La dimension ipn fixe la hauteur, l’épaisseur… et donc la capacité portante de votre poutrelle en acier.
Dans ce guide, on apprend à lire un marquage IPN, à choisir la bonne taille (IPN 80 à IPN 600), et à éviter les erreurs qui reviennent souvent en rénovation.
On relie aussi les calculs, les appuis, les charges et la conformité en France, sans perdre le fil du chantier.

Quand vous cherchez une dimension ipn, vous ne choisissez pas “juste une taille”. Vous choisissez la géométrie qui pilote la résistance, la façon dont la poutrelle travaille sur ses appuis, et la marge de sécurité de votre projet (travaux sur mur porteur, création d’ouverture, renfort, plancher…).
Le bon réflexe : partir du marquage IPN, comprendre ce que cachent hauteur et épaisseur, puis relier tout ça à la portée réelle et aux charges. (Spoiler : sur chantier, la différence entre “théorie” et “mesure” se joue parfois sur 20 cm.)
| Marquage IPN | Hauteur nominale de la poutrelle (ex. IPN 200 → 200 mm) |
| Gamme courante | IPN 80 à IPN 600 (selon fabricants/stock) |
| Ce qui varie vraiment | Épaisseur d’âme et de semelles, inertie, résistance |
| Point de contrôle | Type d’appuis + longueur d’appui + charges permanentes/variables |
| Règle pratique | Dimensionnement = charges + portée + conditions de pose |
| Réflexe sécurité | Faire valider par un pro si mur porteur / ouverture |
Dimension IPN : lire les références et comprendre le profil
Une poutrelle IPN est une profilée en acier en forme de “I” avec un profil à semelles inclinées (la forme des ailes, pas seulement leur largeur). Le marquage “IPN 200”, “IPN 180”, etc. commence par la hauteur nominale du profil.
En clair, la dimension ipn indiquée sur un devis renvoie à la taille du “I” : hauteur totale du profil, puis des éléments d’épaisseur (âme et semelles) qui jouent directement sur l’inertie et la résistance en flexion.
Pour lire une référence sans se tromper, regardez aussi les mentions qui l’accompagnent : norme matière, nuance d’acier (souvent S235/S275 selon contexte), longueur de livraison, et parfois le traitement de surface (selon l’environnement).
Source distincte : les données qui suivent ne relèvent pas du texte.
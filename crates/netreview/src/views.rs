//! Typed read-only accessors over encoded review buffers.

use netreview_buffers::{
    Bounds, BoundsCodec, FixedSizeBufferView, GeoIndex, IdCodec, IdList, IdsListCodec,
    LinkConnectionsCodec, Position, PositionCodec, Segment, SegmentCodec, TypeCodec,
    VariableSizeBufferView,
};

use crate::encoder::{HydraulicModelBuffers, UNASSIGNED_INDEX};
use crate::error::Result;
use crate::model::{LinkType, NodeType};

/// Views over every buffer of one bundle. Spatial indices are parsed up front
/// so a malformed bundle fails before any check starts.
pub struct HydraulicModelBuffersView<'a> {
    pub node_positions: FixedSizeBufferView<'a, PositionCodec>,
    pub node_types: FixedSizeBufferView<'a, TypeCodec>,
    pub node_connections: VariableSizeBufferView<'a, IdsListCodec>,
    pub node_geo_index: GeoIndex<'a>,
    pub link_connections: FixedSizeBufferView<'a, LinkConnectionsCodec>,
    pub link_bounds: FixedSizeBufferView<'a, BoundsCodec>,
    pub link_types: FixedSizeBufferView<'a, TypeCodec>,
    pub pipe_segment_ids: FixedSizeBufferView<'a, IdCodec>,
    pub pipe_segment_coordinates: FixedSizeBufferView<'a, SegmentCodec>,
    pub pipe_segments_geo_index: GeoIndex<'a>,
}

impl<'a> HydraulicModelBuffersView<'a> {
    pub fn new(buffers: &'a HydraulicModelBuffers) -> Result<Self> {
        Ok(Self {
            node_positions: FixedSizeBufferView::new(&buffers.nodes.positions),
            node_types: FixedSizeBufferView::new(&buffers.nodes.types),
            node_connections: VariableSizeBufferView::new(&buffers.nodes.connections),
            node_geo_index: GeoIndex::from_bytes(&buffers.nodes.geo_index)?,
            link_connections: FixedSizeBufferView::new(&buffers.links.connections),
            link_bounds: FixedSizeBufferView::new(&buffers.links.bounds),
            link_types: FixedSizeBufferView::new(&buffers.links.types),
            pipe_segment_ids: FixedSizeBufferView::new(&buffers.pipe_segments.ids),
            pipe_segment_coordinates: FixedSizeBufferView::new(&buffers.pipe_segments.coordinates),
            pipe_segments_geo_index: GeoIndex::from_bytes(&buffers.pipe_segments.geo_index)?,
        })
    }

    /// Number of encoded nodes, whichever node buffers were requested.
    pub fn node_count(&self) -> usize {
        self.node_positions
            .len()
            .max(self.node_types.len())
            .max(self.node_connections.len())
            .max(self.node_geo_index.len())
    }

    pub fn link_count(&self) -> usize {
        self.link_connections
            .len()
            .max(self.link_bounds.len())
            .max(self.link_types.len())
    }

    pub fn node_type(&self, idx: u32) -> NodeType {
        NodeType::from_code(self.node_types.try_get(idx as usize).unwrap_or_default())
    }

    pub fn link_type(&self, idx: u32) -> LinkType {
        LinkType::from_code(self.link_types.try_get(idx as usize).unwrap_or_default())
    }

    pub fn node_position(&self, idx: u32) -> Option<Position> {
        self.node_positions.try_get(idx as usize)
    }

    /// Links incident to a node, `None` when adjacency was not encoded.
    pub fn connected_links(&self, idx: u32) -> Option<IdList<'a>> {
        self.node_connections.try_get(idx as usize)
    }

    pub fn link_endpoints(&self, idx: u32) -> Option<[u32; 2]> {
        self.link_connections.try_get(idx as usize)
    }

    pub fn link_bbox(&self, idx: u32) -> Option<Bounds> {
        self.link_bounds.try_get(idx as usize)
    }

    /// Owning link of a pipe segment.
    pub fn segment_link(&self, segment_idx: u32) -> u32 {
        self.pipe_segment_ids.get(segment_idx as usize)
    }

    pub fn segment(&self, segment_idx: u32) -> Segment {
        self.pipe_segment_coordinates.get(segment_idx as usize)
    }

    /// Whether two links share an endpoint node.
    pub fn links_connected(&self, a: u32, b: u32) -> bool {
        match (self.link_endpoints(a), self.link_endpoints(b)) {
            (Some([a_start, a_end]), Some([b_start, b_end])) => {
                let shared = |x: u32, y: u32| x == y && x != UNASSIGNED_INDEX;
                shared(a_start, b_start)
                    || shared(a_start, b_end)
                    || shared(a_end, b_start)
                    || shared(a_end, b_end)
            }
            _ => false,
        }
    }
}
Marquage et ce que ça implique au moment de choisir
Ne confondez pas “taille” et “capacité”. Deux poutrelles de hauteur proche peuvent avoir des épaisseurs différentes, donc une rigidité qui n’a rien d’automatique. La dimension ipn se choisit d’abord avec un tableau de caractéristiques, puis se vérifie sur votre cas d’usage.
- IPN 80 / 100 : souvent pour petits renforts, charges limitées, portées courtes (à valider).
- IPN 140 / 160 / 180 : très courant en rénovation pour des ouvertures “raisonnables”, avec des appuis corrects.
- IPN 200 à 300 : plus robuste, quand la portée ou les charges montent.
- IPN 400 à 600 : projets plus lourds, manutention et calages plus exigeants.
Si vous travaillez une ouverture dans un mur porteur, gardez une logique simple : plus la portée augmente, plus il faut monter en dimension ipn (ou améliorer les conditions : appuis, contreventement, reprise de charges). Et oui, c’est souvent là que les discussions commencent.
Tableau des dimensions IPN : hauteur, largeur, épaisseur
Pour choisir votre dimension ipn, vous avez besoin des paramètres géométriques : hauteur (H), largeur des semelles (B) et épaisseurs (têtes/semelles et âme). C’est ce qui donne la “taille réelle” de la poutrelle, pas seulement le numéro.
Les tableaux fabricants indiquent généralement : H (hauteur nominale), B (largeur semelle), e (épaisseur semelle), t (épaisseur âme), et parfois le poids linéique (kg/m). Le poids linéique sert aussi à anticiper la manutention et à estimer la quantité de calage/mortier de scellement.
Repères chiffrés (valeurs typiques)
Les chiffres exacts changent selon le standard et la série. Utilisez-les pour vous situer, puis confirmez avec le tableau du fournisseur avant commande.
| IPN 140 | Hauteur ~140 mm ; semelles et âme dimensionnées pour charges “moyennes” (à valider) |
| IPN 160 | Hauteur ~160 mm ; rigidité supérieure à IPN 140 |
| IPN 180 | Hauteur ~180 mm ; souvent mobilisé pour ouvertures plus exigeantes |
| IPN 200 | Hauteur ~200 mm ; choix fréquent quand portée/charges augmentent |
| IPN 250 | Hauteur ~250 mm ; projets plus lourds, appuis soignés |
| IPN 300 | Hauteur ~300 mm ; manutention et calage plus critiques |
La lecture la plus efficace : partez du numéro (ex. IPN 200), regardez H, puis vérifiez les épaisseurs et le poids au mètre. Ensuite seulement, comparez avec la portée et le type d’appuis.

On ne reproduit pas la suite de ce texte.